Segment Start: RECORDS FOR PROCESSING

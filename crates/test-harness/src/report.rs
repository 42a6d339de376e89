//! Structured text reports of an evaluated model.
//!
//! Reports are plain text, not JSON, so a failed test prints something a
//! person can read straight from the log.

use std::fmt;

use fenestra_designer::Evaluation;
use fenestra_types::{CadModel, Rect};

use crate::oracle::OracleVerdict;

/// One line per region of the layout.
pub struct RegionEntry {
    pub label: String,
    pub rect: Rect,
    pub detail: String,
}

/// A complete report for one model.
pub struct LayoutReport {
    pub header: String,
    pub regions: Vec<RegionEntry>,
    pub validation: Vec<String>,
    pub quote: String,
    pub oracle_results: Vec<OracleVerdict>,
}

impl LayoutReport {
    /// Build a report from a model and its evaluation.
    pub fn new(model: &CadModel, evaluation: &Evaluation) -> Self {
        let layout = &evaluation.layout;
        let mut regions = Vec::new();

        regions.push(RegionEntry {
            label: "outer frame".to_string(),
            rect: layout.outer_frame.frame.face,
            detail: format!("mitre {}", layout.outer_frame.frame.truncation),
        });
        if let Some(bar) = layout.transom {
            regions.push(RegionEntry {
                label: "transom".to_string(),
                rect: bar,
                detail: String::new(),
            });
        }
        for (i, m) in layout.mullions.iter().enumerate() {
            regions.push(RegionEntry {
                label: format!("mullion {}", i),
                rect: *m,
                detail: String::new(),
            });
        }
        for panel in &layout.panels {
            let label = if panel.is_upper_fixed_band {
                format!("upper {}", panel.config_index)
            } else {
                format!("panel {}", panel.config_index)
            };
            let detail = if panel.has_sash_frame {
                format!(
                    "{:?}, glass {}x{}",
                    panel.opening.kind(),
                    panel.glass_rect.w,
                    panel.glass_rect.h
                )
            } else {
                format!("{:?}", panel.opening.kind())
            };
            regions.push(RegionEntry {
                label,
                rect: panel.rect,
                detail,
            });
        }

        let validation = evaluation
            .validation
            .errors
            .iter()
            .map(|(field, v)| format!("{}: {}", field, v))
            .collect();

        Self {
            header: format!(
                "{} {}x{} mm, {} panels, transom {}",
                model.template_id,
                model.width,
                model.height,
                model.panel_count,
                model.transom_height
            ),
            regions,
            validation,
            quote: format!(
                "{:.2} m2 at {:.2}",
                evaluation.quote.area, evaluation.quote.unit_price
            ),
            oracle_results: Vec::new(),
        }
    }

    /// Attach oracle verdicts to print with the report.
    pub fn with_verdicts(mut self, verdicts: Vec<OracleVerdict>) -> Self {
        self.oracle_results = verdicts;
        self
    }

    /// Format the report as text.
    pub fn to_text(&self) -> String {
        self.to_string()
    }
}

impl fmt::Display for LayoutReport {
    fn fmt(&self, f: &mut fmt::Formatter<'_>) -> fmt::Result {
        writeln!(f, "=== Layout Report ===")?;
        writeln!(f, "{}", self.header)?;
        writeln!(f)?;

        writeln!(f, "Regions ({}):", self.regions.len())?;
        for r in &self.regions {
            write!(
                f,
                "  {:<12} x={} y={} w={} h={}",
                r.label, r.rect.x, r.rect.y, r.rect.w, r.rect.h
            )?;
            if r.detail.is_empty() {
                writeln!(f)?;
            } else {
                writeln!(f, "  [{}]", r.detail)?;
            }
        }

        if self.validation.is_empty() {
            writeln!(f, "Validation: ok")?;
        } else {
            writeln!(f, "Validation ({} errors):", self.validation.len())?;
            for line in &self.validation {
                writeln!(f, "  {}", line)?;
            }
        }

        writeln!(f, "Quote: {}", self.quote)?;

        if !self.oracle_results.is_empty() {
            let passed = self.oracle_results.iter().filter(|v| v.passed).count();
            writeln!(f, "Oracles ({}/{} passed):", passed, self.oracle_results.len())?;
            for v in &self.oracle_results {
                let mark = if v.passed { "PASS" } else { "FAIL" };
                writeln!(f, "  [{}] {}: {}", mark, v.oracle_name, v.detail)?;
            }
        }
        Ok(())
    }
}
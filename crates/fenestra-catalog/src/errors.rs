use fenestra_layout::Field;

/// Errors while reading or assembling a catalog.
#[derive(Debug, Clone, PartialEq, Eq, thiserror::Error)]
pub enum LoadError {
    #[error("failed to parse catalog: {0}")]
    ParseError(String),

    #[error("unknown file format: {0}")]
    UnknownFormat(String),

    #[error("catalog version {file_version} is newer than supported version {supported_version}")]
    FutureVersion {
        file_version: u32,
        supported_version: u32,
    },

    #[error("template '{template_id}' has {field} minimum above its maximum")]
    InvertedRule { template_id: String, field: Field },

    #[error("template id '{0}' appears more than once")]
    DuplicateId(String),
}

/// Errors while writing a catalog.
#[derive(Debug, Clone, thiserror::Error)]
pub enum SaveError {
    #[error("failed to serialize catalog: {0}")]
    SerializeError(String),
}
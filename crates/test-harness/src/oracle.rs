//! Verification oracles: pure functions returning pass/fail verdicts.
//!
//! Each oracle returns an `OracleVerdict` with diagnostic detail, not panics.
//! This lets a test collect every broken invariant of a layout in one pass.

use fenestra_layout::{compute_layout, safe_truncation, EngineConfig, LayoutTree};
use fenestra_types::{CadModel, ProductTemplate, Rect};

/// The result of a single oracle check.
#[derive(Debug, Clone)]
pub struct OracleVerdict {
    pub oracle_name: String,
    pub passed: bool,
    pub detail: String,
    pub value: Option<f64>,
}

impl OracleVerdict {
    fn pass(name: &str, detail: String) -> Self {
        Self {
            oracle_name: name.to_string(),
            passed: true,
            detail,
            value: None,
        }
    }

    fn pass_val(name: &str, detail: String, value: f64) -> Self {
        Self {
            oracle_name: name.to_string(),
            passed: true,
            detail,
            value: Some(value),
        }
    }

    fn fail(name: &str, detail: String) -> Self {
        Self {
            oracle_name: name.to_string(),
            passed: false,
            detail,
            value: None,
        }
    }

    fn fail_val(name: &str, detail: String, value: f64) -> Self {
        Self {
            oracle_name: name.to_string(),
            passed: false,
            detail,
            value: Some(value),
        }
    }
}

/// Width and height inside the outer frame members.
fn inner_size(model: &CadModel, template: &ProductTemplate) -> (f64, f64) {
    let p = f64::from(template.profile_width);
    (
        f64::from(model.width) - 2.0 * p,
        f64::from(model.height) - 2.0 * p,
    )
}

// ── Distribution Oracles ────────────────────────────────────────────────────

/// Check that panels and mullions exactly fill the inner width.
///
/// Only meaningful with mullions enabled; without them panels overlap by
/// construction and the oracle passes vacuously.
pub fn check_mullion_partition(
    tree: &LayoutTree,
    model: &CadModel,
    template: &ProductTemplate,
    config: &EngineConfig,
) -> OracleVerdict {
    if !model.enable_mullions || model.panel_count == 0 {
        return OracleVerdict::pass(
            "mullion_partition",
            "mullions disabled; no partition required".to_string(),
        );
    }

    let (inner_w, _) = inner_size(model, template);
    let panels: f64 = tree.main_panels().map(|p| p.rect.w).sum();
    let bars: f64 = tree.mullions.iter().map(|m| m.w).sum();
    let diff = (panels + bars - inner_w).abs();

    if diff <= config.tolerance {
        OracleVerdict::pass_val(
            "mullion_partition",
            format!("panels {} + mullions {} = inner {}", panels, bars, inner_w),
            diff,
        )
    } else {
        OracleVerdict::fail_val(
            "mullion_partition",
            format!(
                "panels {} + mullions {} != inner {} (off by {})",
                panels, bars, inner_w, diff
            ),
            diff,
        )
    }
}

/// Check mullion count: one between each pair of panels when enabled,
/// none otherwise.
pub fn check_mullion_count(tree: &LayoutTree, model: &CadModel) -> OracleVerdict {
    let expected = if model.enable_mullions {
        model.panel_count.saturating_sub(1) as usize
    } else {
        0
    };
    let actual = tree.mullions.len();

    if actual == expected {
        OracleVerdict::pass("mullion_count", format!("{} mullions", actual))
    } else {
        OracleVerdict::fail(
            "mullion_count",
            format!("expected {} mullions, got {}", expected, actual),
        )
    }
}

/// Check the transom split: upper band, bar and lower band add up to the
/// inner height, or with no transom, that neither bar nor upper band exists.
pub fn check_transom_partition(
    tree: &LayoutTree,
    model: &CadModel,
    template: &ProductTemplate,
    config: &EngineConfig,
) -> OracleVerdict {
    let upper: Vec<&Rect> = tree.upper_panels().map(|p| &p.rect).collect();

    if !model.has_transom() {
        return if tree.transom.is_none() && upper.is_empty() {
            OracleVerdict::pass("transom_partition", "no transom, no upper band".to_string())
        } else {
            OracleVerdict::fail(
                "transom_partition",
                format!(
                    "transom height 0 but bar={} upper regions={}",
                    tree.transom.is_some(),
                    upper.len()
                ),
            )
        };
    }

    let Some(bar) = tree.transom else {
        return OracleVerdict::fail(
            "transom_partition",
            format!("transom height {} but no bar", model.transom_height),
        );
    };
    let (Some(upper_rect), Some(lower)) = (upper.first(), tree.main_panels().next()) else {
        return OracleVerdict::fail(
            "transom_partition",
            "transom present but band regions missing".to_string(),
        );
    };

    let (_, inner_h) = inner_size(model, template);
    let total = upper_rect.h + bar.h + lower.rect.h;
    let diff = (total - inner_h).abs();

    if diff <= config.tolerance {
        OracleVerdict::pass_val(
            "transom_partition",
            format!(
                "upper {} + bar {} + lower {} = inner {}",
                upper_rect.h, bar.h, lower.rect.h, inner_h
            ),
            diff,
        )
    } else {
        OracleVerdict::fail_val(
            "transom_partition",
            format!("bands sum to {} but inner height is {}", total, inner_h),
            diff,
        )
    }
}

// ── Frame Oracles ───────────────────────────────────────────────────────────

/// Check every frame's mitre truncation against half its rectangle, and
/// that members plus face tile the rectangle.
pub fn check_mitre_bounds(tree: &LayoutTree, config: &EngineConfig) -> OracleVerdict {
    let mut bad = Vec::new();
    let mut count = 0usize;

    for member in tree.frames() {
        count += 1;
        let frame = &member.frame;
        let t = frame.truncation;
        // The framed rectangle is the face grown back by the truncation.
        let rect = frame.face.inset(-t);

        let within = t <= rect.w / 2.0 + config.tolerance && t <= rect.h / 2.0 + config.tolerance;
        let tiled = (frame.member_area() + frame.face.area() - rect.area()).abs()
            <= config.tolerance * rect.area().abs().max(1.0);
        if !within || !tiled {
            bad.push(format!("{:?}: t={} rect={}x{}", member.role, t, rect.w, rect.h));
        }
    }

    if bad.is_empty() {
        OracleVerdict::pass("mitre_bounds", format!("all {} frames within bounds", count))
    } else {
        OracleVerdict::fail(
            "mitre_bounds",
            format!("{} bad frames: {:?}", bad.len(), &bad[..bad.len().min(5)]),
        )
    }
}

/// Check that sash frames exist exactly on operable main panels and that
/// glass is inset by the sash profile there, and flush elsewhere.
pub fn check_sash_insets(tree: &LayoutTree, config: &EngineConfig) -> OracleVerdict {
    let mut bad = Vec::new();

    for panel in &tree.panels {
        let should_have_sash = !panel.is_upper_fixed_band && panel.opening.is_operable();
        if panel.has_sash_frame != should_have_sash {
            bad.push(format!(
                "panel {} (upper={}): has_sash_frame={} for {:?}",
                panel.config_index, panel.is_upper_fixed_band, panel.has_sash_frame, panel.opening
            ));
            continue;
        }

        let expected = if panel.has_sash_frame {
            panel
                .rect
                .inset(safe_truncation(&panel.rect, config.sash_profile_width))
        } else {
            panel.rect
        };
        if !panel.glass_rect.approx_eq(&expected, config.tolerance) {
            bad.push(format!(
                "panel {}: glass {:?} expected {:?}",
                panel.config_index, panel.glass_rect, expected
            ));
        }
    }

    let sashes = tree.main_panels().filter(|p| p.has_sash_frame).count();
    if sashes != tree.sash_frames.len() {
        bad.push(format!(
            "{} sash panels but {} sash frames",
            sashes,
            tree.sash_frames.len()
        ));
    }

    if bad.is_empty() {
        OracleVerdict::pass("sash_insets", format!("{} sashes consistent", sashes))
    } else {
        OracleVerdict::fail(
            "sash_insets",
            format!("{} problems: {:?}", bad.len(), &bad[..bad.len().min(5)]),
        )
    }
}

// ── Indicator Oracles ───────────────────────────────────────────────────────

/// Check there is one glyph slot per main panel and every glyph point lies
/// inside its panel.
pub fn check_glyphs_inside_panels(tree: &LayoutTree, config: &EngineConfig) -> OracleVerdict {
    let mains = tree.main_panels().count();
    if tree.glyphs.len() != mains {
        return OracleVerdict::fail(
            "glyphs_inside_panels",
            format!("{} glyph slots for {} main panels", tree.glyphs.len(), mains),
        );
    }

    let tol = config.tolerance;
    let mut outside = Vec::new();
    for slot in &tree.glyphs {
        let (Some(glyph), Some(panel)) = (&slot.glyph, tree.panel(slot.panel_config_index)) else {
            continue;
        };
        let r = panel.rect;
        for p in glyph.path.points() {
            let inside = p.x >= r.x - tol
                && p.x <= r.right() + tol
                && p.y >= r.y - tol
                && p.y <= r.bottom() + tol;
            if !inside {
                outside.push((slot.panel_config_index, p.x, p.y));
            }
        }
    }

    if outside.is_empty() {
        OracleVerdict::pass(
            "glyphs_inside_panels",
            format!("{} glyph slots checked", tree.glyphs.len()),
        )
    } else {
        OracleVerdict::fail(
            "glyphs_inside_panels",
            format!(
                "{} points outside their panel: {:?}",
                outside.len(),
                &outside[..outside.len().min(5)]
            ),
        )
    }
}

// ── Aggregate ───────────────────────────────────────────────────────────────

/// Lay out `model` and run every layout oracle against the result.
pub fn verify_layout(
    model: &CadModel,
    template: &ProductTemplate,
    config: &EngineConfig,
) -> Vec<OracleVerdict> {
    let tree = compute_layout(model, template, config);
    vec![
        check_mullion_partition(&tree, model, template, config),
        check_mullion_count(&tree, model),
        check_transom_partition(&tree, model, template, config),
        check_mitre_bounds(&tree, config),
        check_sash_insets(&tree, config),
        check_glyphs_inside_panels(&tree, config),
    ]
}

/// Failed verdicts only.
pub fn failures(verdicts: &[OracleVerdict]) -> Vec<&OracleVerdict> {
    verdicts.iter().filter(|v| !v.passed).collect()
}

Segment End: RECORDS FOR PROCESSING

YOUR INSTRUCTIONS:
Within the entries, count the lines containing the string "area" and state nothing but the result.

EXERCISE SOLUTION:
3